Best Upright Digital Piano

Compare to portable digital pianos, upright style ones usually come with more advanced features. There is no compromise needed for size and weight. This type of pianos are usually my recommendation for home use as well as small venues like classrooms, church practice and restaurants. To help you narrow it down, here I list these Best Upright Digital Pianos in 2020.

Kawai CA48

Kawai’s Concert Artist CA series is the most premium upright style digital piano line from the world famous Japanese manufacture. In 2018, Kawai has introduced several new additions to the CA series, the CA X8. The entry level model the CA48 offers the perfect balance between quality and price. It is in my mind one of the best upright digital pianos overall that you can buy in the market right now.

In the digital piano industry, Kawai is famous for its realistic key actions that closely reproduce the feeling of acoustic concert grand. Being on its premium product line, the CA48 is equipped with the brand new Grand Feel Compact from Kawai. This is currently the second best key action across all Kawai’s digital pianos. The main difference between the Grand Feel Compact and Kawai’s very best Grand Feel II is the length of the keys. The compact version, as you would imagine, has keys that are slightly shorter. Other than that, the Grand Feel Compact has all the important features of the Grand Feel II that can be found on Kawai’s top of the line CA98. The keyboard on the CA48 has wooden keys, synthetic Ivory key tops, counterweights, triple sensors, balance bar and simulated let off. It has the mechanics that’s designed similar to the key actions on Kawai’s world famous acoustic concert grand pianos. The keyboard feels fluid and responsive with excellent control. It is one of the most realistic key actions I have tried on any digital pianos. The longer Grand Feel II does feel even better but only slightly.

On the Kawai CA48, you can find Kawai’s world famous 9 foot acoustic concert grand SK-EX and EX. Every single key of these two extraordinary instruments are individually sampled using Kawai’s Progressive Harmonic Imaging technology. The result is an amazing re-production with details at every dynamic range from pianissimo to fortissimo. Combined with reverb and resonances, the CA48 sounds rich, natural, dynamic and creates a very realistic sound experience for the pianist.

The CA48 has a maximum polyphony of 192. I would like to see 256 at this price range. But 192 is enough to handle maybe 99% of the cases. In other words, probably once every a hundred times would you prefer to have a larger polyphony number. It shouldn’t be a deal breaker for any pianist.

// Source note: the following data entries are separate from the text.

//!
//! appseba CLI
//! -----------
//! Drives the session store against a live App Seba backend. Session state is kept
//! in a JSON file so consecutive invocations behave like one signed-in client.

use std::env;
use std::sync::Arc;

use anyhow::{anyhow, Context, Result};
use tracing::info;
use tracing_subscriber::{fmt, EnvFilter};

use appseba::client::ApiClient;
use appseba::config::Config;
use appseba::identity::{ChangePassword, Credentials, HttpAuthApi, Registration, ResetPassword, SessionStore};
use appseba::resources::{page, LogFilter, ResourceApi};
use appseba::storage::{FileStorage, SharedStorage};
use appseba::theme::{self, Theme};

fn print_usage(program: &str) {
    eprintln!(
        "Usage:\n  {program} [--api <url>] [--state <file>] <command> [args]\n\nCommands:\n  login <email> <password>                       sign in and persist the session\n  register <name> <email> <password> [--phone <p>] [--address <a>]\n  logout                                         end the session (local state is always cleared)\n  whoami                                         cached identity, no network\n  profile                                        extended profile from the backend\n  refresh                                        re-fetch the identity\n  can <permission>                               capability check against the cached identity\n  can-any <permission>...                        true if any permission is held\n  impersonate <tenant_id>                        super-admins only\n  exit-impersonation\n  guard <path>                                   where a navigation to <path> lands\n  forgot-password <email>\n  reset-password <email> <token> <password> <confirmation>\n  change-password <current> <new> <confirmation>\n  users [--page <n>] [--per-page <n>]\n  logs [--level <l>] [--log-name <n>] [--query <q>] [--page <n>] [--per-page <n>]\n  theme [dark|light|toggle]\n  watch                                          follow session changes made by other processes until Ctrl-C\n  status                                         configuration and session state\n\nEnvironment:\n  SEBA_API_URL             API base URL (default: http://localhost:8000/api)\n  SEBA_STATE_FILE          session file (default: .appseba/session.json)\n  SEBA_HTTP_TIMEOUT_SECS   request timeout (default: 30)\n  SEBA_STORAGE_POLL_MS     storage poll interval (default: 1000)\n  RUST_LOG                 log filter (default: info)"
    );
}

// Value following `--name` among the command's trailing arguments.
fn flag(args: &[String], name: &str) -> Option<String> {
    args.iter().position(|a| a == name).and_then(|i| args.get(i + 1)).cloned()
}

fn flag_num(args: &[String], name: &str, default: usize) -> Result<usize> {
    match flag(args, name) {
        None => Ok(default),
        Some(v) => v.parse::<usize>().with_context(|| format!("{} expects a number, got '{}'", name, v)),
    }
}

fn arg<'a>(args: &'a [String], i: usize, what: &str) -> Result<&'a str> {
    args.get(i).map(|s| s.as_str()).ok_or_else(|| anyhow!("missing <{}>", what))
}

fn print_json<T: serde::Serialize>(v: &T) -> Result<()> {
    println!("{}", serde_json::to_string_pretty(v)?);
    Ok(())
}

#[tokio::main]
async fn main() -> Result<()> {
    let filter = EnvFilter::try_from_default_env()
        .or_else(|_| EnvFilter::try_new("info"))
        .context("invalid log filter")?;
    fmt().with_env_filter(filter).with_writer(std::io::stderr).init();

    let args: Vec<String> = env::args().collect();
    let program = args.first().map(|s| s.as_str()).unwrap_or("appseba");

    let mut cfg = Config::from_env()?;
    let mut i = 1usize;
    while i < args.len() {
        match args[i].as_str() {
            "--api" => { i += 1; cfg = cfg.with_api_url(arg(&args, i, "url")?)?; }
            "--state" => { i += 1; cfg.state_file = arg(&args, i, "file")?.into(); }
            "-h" | "--help" => { print_usage(program); return Ok(()); }
            _ => break,
        }
        i += 1;
    }
    let Some(cmd) = args.get(i).cloned() else {
        print_usage(program);
        return Err(anyhow!("missing command"));
    };
    let rest = &args[i + 1..];

    let file = Arc::new(
        FileStorage::open(&cfg.state_file)
            .with_context(|| format!("failed to open session file {}", cfg.state_file.display()))?,
    );
    let storage: SharedStorage = file.clone();
    let client = ApiClient::new(&cfg, storage.clone())?;
    let api = HttpAuthApi::new(client.clone());
    let store = Arc::new(SessionStore::new(Arc::new(api), storage.clone()));
    store.restore();

    match cmd.as_str() {
        "login" => {
            let creds = Credentials::new(arg(rest, 0, "email")?, arg(rest, 1, "password")?);
            let id = store.login(&creds).await?;
            info!(target: "session", user_id = id.id, "login ok");
            println!("signed in as {} <{}>; home {}", id.name, id.email, store.home_path().unwrap_or("/dashboard"));
        }
        "register" => {
            let reg = Registration {
                name: arg(rest, 0, "name")?.to_string(),
                email: arg(rest, 1, "email")?.to_string(),
                password: arg(rest, 2, "password")?.to_string(),
                phone: flag(rest, "--phone"),
                address: flag(rest, "--address"),
            };
            match store.register(&reg).await? {
                Some(id) => println!("registered and signed in as {}", id.email),
                None => println!("registered; sign in to continue"),
            }
        }
        "logout" => {
            let to = store.logout().await;
            println!("signed out; continue at {}", to);
        }
        "whoami" => match store.identity() {
            Some(id) => print_json(id.as_ref())?,
            None => println!("not signed in"),
        },
        "profile" => print_json(&store.profile().await?)?,
        "refresh" => {
            store.start().await;
            match store.identity() {
                Some(id) => print_json(id.as_ref())?,
                None => println!("not signed in"),
            }
        }
        "can" => println!("{}", store.can(arg(rest, 0, "permission")?)),
        "can-any" => println!("{}", store.can_any(rest)),
        "impersonate" => {
            let raw = arg(rest, 0, "tenant_id")?;
            let tenant_id: i64 = raw.parse().with_context(|| format!("tenant id must be numeric, got '{}'", raw))?;
            store.enter_impersonation(tenant_id).await?;
            println!("impersonating tenant {}", tenant_id);
        }
        "exit-impersonation" => {
            store.exit_impersonation().await?;
            println!("impersonation ended");
        }
        "guard" => {
            let path = arg(rest, 0, "path")?;
            match store.guard(path).redirect_target() {
                Some(to) => println!("redirect {}", to),
                None => println!("proceed"),
            }
        }
        "forgot-password" => {
            let ack = store.request_password_reset(arg(rest, 0, "email")?).await?;
            println!("{}", ack.message.unwrap_or_else(|| "reset link requested".into()));
        }
        "reset-password" => {
            let req = ResetPassword {
                email: arg(rest, 0, "email")?.to_string(),
                token: arg(rest, 1, "token")?.to_string(),
                password: arg(rest, 2, "password")?.to_string(),
                password_confirmation: arg(rest, 3, "confirmation")?.to_string(),
            };
            let ack = store.reset_password(&req).await?;
            println!("{}", ack.message.unwrap_or_else(|| "password reset".into()));
        }
        "change-password" => {
            let req = ChangePassword {
                current_password: arg(rest, 0, "current")?.to_string(),
                password: arg(rest, 1, "new")?.to_string(),
                password_confirmation: arg(rest, 2, "confirmation")?.to_string(),
            };
            let ack = store.change_password(&req).await?;
            println!("{}", ack.message.unwrap_or_else(|| "password changed".into()));
        }
        "users" => {
            let page_no = flag_num(rest, "--page", 1)? as u32;
            let per_page = flag_num(rest, "--per-page", 10)? as u32;
            let listing = ResourceApi::new(client).users(page_no, per_page).await?;
            for u in &listing.items {
                let roles: Vec<&str> = u.roles.iter().map(|r| r.as_str()).collect();
                println!("{:>6}  {:<24} {:<32} {}", u.id, u.name, u.email, roles.join(","));
            }
            if let Some(meta) = &listing.meta {
                println!("page {}/{} ({} total)", meta.current_page, meta.last_page, meta.total);
            }
        }
        "logs" => {
            let entries = ResourceApi::new(client).logs().await?;
            let filter = LogFilter {
                query: flag(rest, "--query").unwrap_or_default(),
                level: flag(rest, "--level"),
                log_name: flag(rest, "--log-name"),
            };
            let matched = filter.apply(&entries);
            let per_page = flag_num(rest, "--per-page", 10)?.max(1);
            let total = page::log_total_pages(matched.len(), per_page);
            let current = page::log_effective_page(flag_num(rest, "--page", 1)?, total);
            let offset = (current - 1) * per_page;
            for (n, e) in page::page_slice(&matched, current, per_page).iter().enumerate() {
                println!("{:>5}  {}  {:<16} {:<14} {:<8} {}", e.display_id(offset + n), e.formatted_time(), e.actor, e.action, e.level, e.message);
            }
            let (from, to) = page::showing_range(matched.len(), current, per_page);
            println!("showing {} to {} of {} (page {}/{})", from, to, matched.len(), current, total);
        }
        "theme" => {
            let t = match rest.first().map(|s| s.as_str()) {
                None => theme::current(storage.as_ref(), false),
                Some("toggle") => theme::toggle(storage.as_ref(), false)?,
                Some(name) => {
                    let t: Theme = name.parse()?;
                    theme::set(storage.as_ref(), t)?;
                    t
                }
            };
            println!("{}", t);
        }
        "watch" => {
            let poller = file.spawn_poller(cfg.storage_poll);
            let watcher = store.watch_storage();
            let mut events = store.subscribe();
            info!(target: "session", poll_ms = cfg.storage_poll.as_millis() as u64, "following {}", cfg.state_file.display());
            loop {
                tokio::select! {
                    ev = events.recv() => match ev {
                        Ok(ev) => println!("{:?}  state={:?}", ev, store.state()),
                        Err(tokio::sync::broadcast::error::RecvError::Lagged(_)) => continue,
                        Err(tokio::sync::broadcast::error::RecvError::Closed) => break,
                    },
                    _ = tokio::signal::ctrl_c() => break,
                }
            }
            poller.abort();
            watcher.abort();
        }
        "status" => {
            println!("api:    {}", cfg.api_url);
            println!("state:  {}", cfg.state_file.display());
            println!("session: {:?}", store.state());
            if let Some(id) = store.identity() {
                println!("user:   {} <{}> super_admin={}", id.name, id.email, id.is_super_admin);
            }
        }
        other => {
            print_usage(program);
            return Err(anyhow!("unknown command: {}", other));
        }
    }

    Ok(())
}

There are two 20 watt amplifiers built in the CA48 and they fire 4 speakers facing different directions. The tweeters for treble notes are firing directly at the play and the bass speakers are facing downwards. This is a very outstanding speaker system on a digital piano. It creates deep bass while maintaining fidelity of mid and high frequency notes. The end result is detailed, dynamic and immersive.

The control panel on the CA48 is minimal and many features requires a combination of buttons and keys. This is somewhat annoying but since the CA48 has Bluetooth, you can easily tweak everything on a smart device. I also really like the music rest. It is very wide and the angle is adjustable. A nice user friendly touch, I would say.

You can record internally 3 songs in MIDI. There is no multi tracking recording. Nor does the CA48 have a USB to device port. Maybe Kawai thinks having Bluetooth makes these functions redundant. But it is more convenient to be able to mix on the fly and output to a USB stick.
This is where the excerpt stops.